A byproduct of modern life?

        The root cause of these disorders remains unclear. Experts at Children's Hospital doubt that pollution, pesticides or genetic engineering of crops are big factors. Instead, the leading theory boils down to kids growing up in a world that's “too clean.”

        According to this theory, the immune systems of some children have not developed properly because they were not exposed to important environmental triggers early in life. Exactly what those triggers may be remains unclear.

        Maybe kids who don't play outside as much as past generations are missing exposure to a useful bacteria in the soil. Maybe the use of household disinfectants have killed so many bad organisms that infant immune systems don't get enough exercise.

        “It isn't that peanuts have changed. It's more that something about the immune system has changed, which has affected tolerance for peanuts,” Dr. Putnam said.

        For Maria Herrick, the problems appeared soon after birth. Her inability to tolerate formula was first diagnosed as failure-to-thrive, then as an unknown allergy, then as lactose intolerance until finally as an eosinophilic disorder.

        Regardless of the varying diagnoses, Maria was suffering extreme reactions to every food her parents tried. Asthma. Hives. Diarrhea. Vomiting.

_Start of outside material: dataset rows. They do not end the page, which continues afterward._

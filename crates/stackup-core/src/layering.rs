//! Layered INI-style configuration.
//!
//! Sources are read in order into one `EffectiveConfig`; a later definition of
//! a `(section, key)` replaces an earlier one, whether it comes from a later
//! file or later in the same file. Explicit `Override`s are applied last.
//! Comments and formatting are not carried through to the output.

use crate::error::{ProvisionError, Result};
use crate::io;
use regex::Regex;
use std::path::{Path, PathBuf};
use std::str::FromStr;
use std::sync::OnceLock;

// ---------------------------------------------------------------------------
// Override
// ---------------------------------------------------------------------------

/// A single `section.key=value` setting supplied outside the files.
#[derive(Debug, Clone, PartialEq, Eq)]
pub struct Override {
    pub section: String,
    pub key: String,
    pub value: String,
}

impl Override {
    pub fn new(
        section: impl Into<String>,
        key: impl Into<String>,
        value: impl Into<String>,
    ) -> Self {
        Self {
            section: section.into(),
            key: key.into(),
            value: value.into(),
        }
    }
}

impl FromStr for Override {
    type Err = ProvisionError;

    fn from_str(s: &str) -> Result<Self> {
        let invalid = || ProvisionError::InvalidOverride(s.to_string());
        let (name, value) = s.split_once('=').ok_or_else(invalid)?;
        let mut parts = name.split('.');
        let (Some(section), Some(key), None) = (parts.next(), parts.next(), parts.next()) else {
            return Err(invalid());
        };
        if section.is_empty() || key.is_empty() {
            return Err(invalid());
        }
        Ok(Self::new(section, key, value))
    }
}

// ---------------------------------------------------------------------------
// EffectiveConfig
// ---------------------------------------------------------------------------

#[derive(Debug, Clone, Default, PartialEq, Eq)]
pub struct Section {
    pub name: String,
    pub entries: Vec<(String, String)>,
}

impl Section {
    fn set(&mut self, key: &str, value: &str) {
        match self.entries.iter_mut().find(|(k, _)| k == key) {
            Some((_, v)) => *v = value.to_string(),
            None => self.entries.push((key.to_string(), value.to_string())),
        }
    }
}

/// Merged configuration: sections and keys in first-definition order.
#[derive(Debug, Clone, Default, PartialEq, Eq)]
pub struct EffectiveConfig {
    sections: Vec<Section>,
}

static SECTION_RE: OnceLock<Regex> = OnceLock::new();

fn section_re() -> &'static Regex {
    SECTION_RE.get_or_init(|| Regex::new(r"^\[(?P<name>[^\]]+)\]$").unwrap())
}

impl EffectiveConfig {
    pub fn new() -> Self {
        Self::default()
    }

    /// Read one source file on top of the current contents.
    pub fn load(&mut self, path: &Path) -> Result<()> {
        if !path.is_file() {
            return Err(ProvisionError::MissingFile(path.to_path_buf()));
        }
        let text = std::fs::read_to_string(path)?;
        self.parse_str(&text, path)
    }

    /// Parse `text` on top of the current contents. `origin` is used in errors.
    pub fn parse_str(&mut self, text: &str, origin: &Path) -> Result<()> {
        let parse_err = |line: usize, message: &str| ProvisionError::ConfigParse {
            path: origin.to_path_buf(),
            line,
            message: message.to_string(),
        };

        let mut current: Option<String> = None;
        for (idx, raw) in text.lines().enumerate() {
            let line = raw.trim();
            if line.is_empty() || line.starts_with('#') {
                continue;
            }
            if let Some(caps) = section_re().captures(line) {
                let name = caps["name"].trim().to_string();
                self.section_mut(&name);
                current = Some(name);
                continue;
            }
            let Some((key, value)) = line.split_once('=') else {
                return Err(parse_err(idx + 1, "expected key=value or [section]"));
            };
            let Some(section) = current.as_deref() else {
                return Err(parse_err(idx + 1, "key defined before any [section]"));
            };
            let key = key.trim();
            if key.is_empty() {
                return Err(parse_err(idx + 1, "empty key"));
            }
            self.set(section, key, value.trim());
        }
        Ok(())
    }

    pub fn get(&self, section: &str, key: &str) -> Option<&str> {
        self.sections
            .iter()
            .find(|s| s.name == section)?
            .entries
            .iter()
            .find(|(k, _)| k == key)
            .map(|(_, v)| v.as_str())
    }

    /// Like `get`, but a missing value is an error naming the key.
    pub fn require(&self, section: &str, key: &str) -> Result<&str> {
        self.get(section, key)
            .ok_or_else(|| ProvisionError::MissingConfigKey {
                section: section.to_string(),
                key: key.to_string(),
            })
    }

    pub fn set(&mut self, section: &str, key: &str, value: &str) {
        self.section_mut(section).set(key, value);
    }

    pub fn apply(&mut self, ov: &Override) {
        self.set(&ov.section, &ov.key, &ov.value);
    }

    pub fn sections(&self) -> &[Section] {
        &self.sections
    }

    fn section_mut(&mut self, name: &str) -> &mut Section {
        let idx = match self.sections.iter().position(|s| s.name == name) {
            Some(idx) => idx,
            None => {
                self.sections.push(Section {
                    name: name.to_string(),
                    entries: Vec::new(),
                });
                self.sections.len() - 1
            }
        };
        &mut self.sections[idx]
    }

    /// Serialize: `[section]`, one `key = value` per line, blank line after
    /// each section.
    pub fn render(&self) -> String {
        let mut out = String::new();
        for section in &self.sections {
            out.push_str(&format!("[{}]\n", section.name));
            for (k, v) in &section.entries {
                out.push_str(&format!("{k} = {v}\n"));
            }
            out.push('\n');
        }
        out
    }

    /// Atomically write the rendered config with owner-only permissions.
    pub fn write_to(&self, path: &Path) -> Result<()> {
        io::write_private(path, self.render().as_bytes())
    }
}

// ---------------------------------------------------------------------------
// merge
// ---------------------------------------------------------------------------

/// Merge `sources` in order, then apply `overrides` in order.
///
/// Every source must exist; use `existing` to drop optional layers first.
pub fn merge(sources: &[PathBuf], overrides: &[Override]) -> Result<EffectiveConfig> {
    let mut config = EffectiveConfig::new();
    for source in sources {
        config.load(source)?;
    }
    for ov in overrides {
        config.apply(ov);
    }
    Ok(config)
}

/// Keep only the paths that exist as files, preserving order.
pub fn existing<I>(paths: I) -> Vec<PathBuf>
where
    I: IntoIterator<Item = PathBuf>,
{
    paths.into_iter().filter(|p| p.is_file()).collect()
}

/// Parse a list of `section.key=value` strings, failing on the first bad one.
pub fn parse_overrides<S: AsRef<str>>(raw: &[S]) -> Result<Vec<Override>> {
    raw.iter().map(|s| s.as_ref().parse()).collect()
}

        By age 1, Maria was completely dependent on tube feedings of special formulas. Along the way, there were flare-ups despite the tube-feedings, because preventing small children from eating things that look yummy is no easy task.

        “Can you imagine telling a 6-year-old they can't have a cookie, ever? It's a non-stop job,” Mrs. Herrick said.

        To reduce the risk of unsupervised food temptations, Mrs. Herrick said she home-schools Maria — one of the many lifestyle changes such families face.

Conference confronts issues

        Besides seeking more study of this disorder, doctors and families are urging Ohio lawmakers to support H.B. 318, a bill that would require insurers to pay for medically prescribed dietary formulas.

        Some insurers will pay for special formulas when they have to be administered through a g-tube, but many don't pay if the child can swallow the liquid instead.

        “They say, "We don't pay for food,”' Dr. Putnam said.

        As a result, some families struggle to pay thousands of dollars per year, out-of-pocket, for formulas that are every bit as medically necessary as insulin for a diabetic, Dr. Putnam said.

        For Rhonda Walker of Duncansville, Pa., whose daughter Lauren, 11, relies on the feeding tube for nutrition, the conference gave the family a chance to meet others who live with similar problems and questions about coping with the disease.

        “It was nice to hear someone voice the same concerns,” Ms. Walker said. “It's comforting to be able to talk to them.”

        Gill and Andy Heapy, who traveled from Liverpool, England to take part in the conference with their son, Jack, 2, said they've never met anyone in their homeland with the same condition.

        They'll return home, they say, with new ideas about how people cope with the disorder.